Of course today I know using a String was bad and that a StringBuffer
would have been better, plus declaring an Object inside the loop was
causing GC to run nonstop I imagine. I hadn't used any kind of
BufferedReader -- I don't remember what I used to be honest, but it
wasn't the best choice.
So admittedly, I made a lot of java "rookie" mistakes.
Anyways, the exercise was valuable, as I realized Java simplified some
things, but to be good it required some meta knowledge that wen't
beyond syntax and semantics -- it was very important what objects you
used, where you put them, and that you understood the side effects
caused by the objects (sync vs non-sync, immutable, etc) you used.
For those who only code in Java you're probably saying to yourself
"okay, everyone knows that, so your point is?" -- but if you use most
other languages, a buffer is pretty much a buffer, and whether it's
declared as an object or a character array doesn't have such a
dramatic effect on performance, so outside of the Java community it's
compelling. I went into my exercise unaware of this difference, and
needless to say I wasn't highly impressed with Java at that time.
Java's come a long way since then, and I've come a long way with Java,
too. I'm still learning more about the language and its nuances, and
I do like it. But I'm not so in love with any language, from C to
shining J, to explain away issues if they exist, so that's why I'm
intrigued by performance comparisons where java is said to outperform
natively compiled languages. On a fundamental level that's
impossible; but though ingenuity and circumstance, they do some pretty
amazing things with the language.
To me it still boils down to understanding the problem you're trying
to solve and selecting the best algorithms, language, architectures,
etc, that solve the problem. And I believe fundamentally in realizing
this is not the only problem to be solved, so keep in mind the impact
your solution will have on the other solutions running before,
concurrently and afterwards. Sometimes Java is ideal; other times
it's a bad choice because it's a heavyweight runtime; blindly applying
C, Java or whatever to every problem space isn't very wise.

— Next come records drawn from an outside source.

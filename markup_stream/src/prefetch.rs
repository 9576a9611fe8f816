//! The prefetch scheduler.
//!
//! Ahead of the walker, a parallel traversal invokes every content function
//! it can reach so that data loading overlaps with the rendering of earlier
//! parts of the document. Prefetching is strictly an optimization: the
//! walker produces identical output whether it ran or not. Failures are
//! swallowed here — the walker re-invokes the function and surfaces the
//! canonical error.

use crate::node::{DeferredNode, Node, Rendered, SharedNodeFuture};
use async_recursion::async_recursion;
use futures::{future::join_all, FutureExt};
use render_context::Context;
use rustc_hash::FxHashMap;
use std::{cell::RefCell, rc::Rc};

/// Identity of a content function: the address of its `Rc` allocation.
pub(crate) type FnIdentity = usize;

#[derive(Clone)]
pub(crate) enum PrefetchEntry {
    /// The function returned a future that has not resolved yet. The
    /// walker awaits the same shared future instead of re-invoking.
    InFlight {
        future: SharedNodeFuture,
        /// The context the function was invoked with.
        forked: Context,
        /// The context the fork was taken from; used when the fork stays
        /// unmodified.
        ambient: Context,
    },
    /// The function's content, plus the context to walk it under.
    Ready { node: Node, context: Context },
}

/// Per-render cache of prefetched content, keyed by function identity.
/// Written by the scheduler, read (and completed) by the walker.
#[derive(Clone, Default)]
pub(crate) struct PrefetchCache {
    entries: Rc<RefCell<FxHashMap<FnIdentity, PrefetchEntry>>>,
}

impl PrefetchCache {
    pub(crate) fn lookup(&self, id: FnIdentity) -> Option<PrefetchEntry> {
        self.entries.borrow().get(&id).cloned()
    }

    pub(crate) fn contains(&self, id: FnIdentity) -> bool {
        self.entries.borrow().contains_key(&id)
    }

    pub(crate) fn insert_in_flight(
        &self,
        id: FnIdentity,
        future: SharedNodeFuture,
        forked: Context,
        ambient: Context,
    ) {
        self.entries.borrow_mut().insert(
            id,
            PrefetchEntry::InFlight {
                future,
                forked,
                ambient,
            },
        );
    }

    pub(crate) fn insert_ready(&self, id: FnIdentity, node: Node, context: Context) {
        self.entries
            .borrow_mut()
            .insert(id, PrefetchEntry::Ready { node, context });
    }

    pub(crate) fn remove(&self, id: FnIdentity) {
        self.entries.borrow_mut().remove(&id);
    }
}

/// Fans out over the tree, invoking content functions eagerly.
///
/// Once-markers and stack markers are not descended into: their semantics
/// depend on walker state (the once-set and the redirect sinks), so their
/// content waits for the walker.
#[async_recursion(?Send)]
pub(crate) async fn prefetch_node(node: &Node, ctx: &Context, cache: &PrefetchCache) {
    match node {
        Node::Sequence(children) => {
            join_all(
                children
                    .iter()
                    .map(|child| prefetch_node(child, ctx, cache)),
            )
            .await;
        }
        Node::Element(el) => {
            join_all(
                el.content
                    .iter()
                    .map(|child| prefetch_node(child, ctx, cache)),
            )
            .await;
        }
        Node::Pending(pending) => {
            if let Ok(resolved) = pending.future.clone().await {
                prefetch_node(&resolved, ctx, cache).await;
            }
        }
        Node::Deferred(deferred) => prefetch_deferred(deferred, ctx, cache).await,
        _ => {}
    }
}

async fn prefetch_deferred(deferred: &DeferredNode, ctx: &Context, cache: &PrefetchCache) {
    let id = deferred.identity();
    if cache.contains(id) {
        return;
    }
    let forked = ctx.fork();
    let rendered = match (*deferred.func)(forked.clone()) {
        Ok(rendered) => rendered,
        Err(_) => return,
    };
    match rendered {
        Rendered::Node(node) => {
            let context = if forked.was_modified() {
                forked
            } else {
                ctx.clone()
            };
            cache.insert_ready(id, node.clone(), context.clone());
            prefetch_node(&node, &context, cache).await;
        }
        Rendered::Future(future) => {
            let shared = future.shared();
            cache.insert_in_flight(id, shared.clone(), forked.clone(), ctx.clone());
            match shared.await {
                Ok(node) => {
                    let context = if forked.was_modified() {
                        forked
                    } else {
                        ctx.clone()
                    };
                    cache.insert_ready(id, node.clone(), context.clone());
                    prefetch_node(&node, &context, cache).await;
                }
                Err(_) => cache.remove(id),
            }
        }
    }
}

At any rate, that's why I don't write much Java for my desktop at this
time -- most of what I run does not requrie a JVM, so to use Java + a
JVM to solve the quick-n-dirties on my workstation would be like
hunting mice with a howitzer. I write lots of Java in the Enterprise
world, on web servers, and to provide distributed services, all of it
engaged within the Spring framework, and it's extremely flexible, easy
to use, and nice.
Everything does have its place.
I do appreciate the responses... thanks!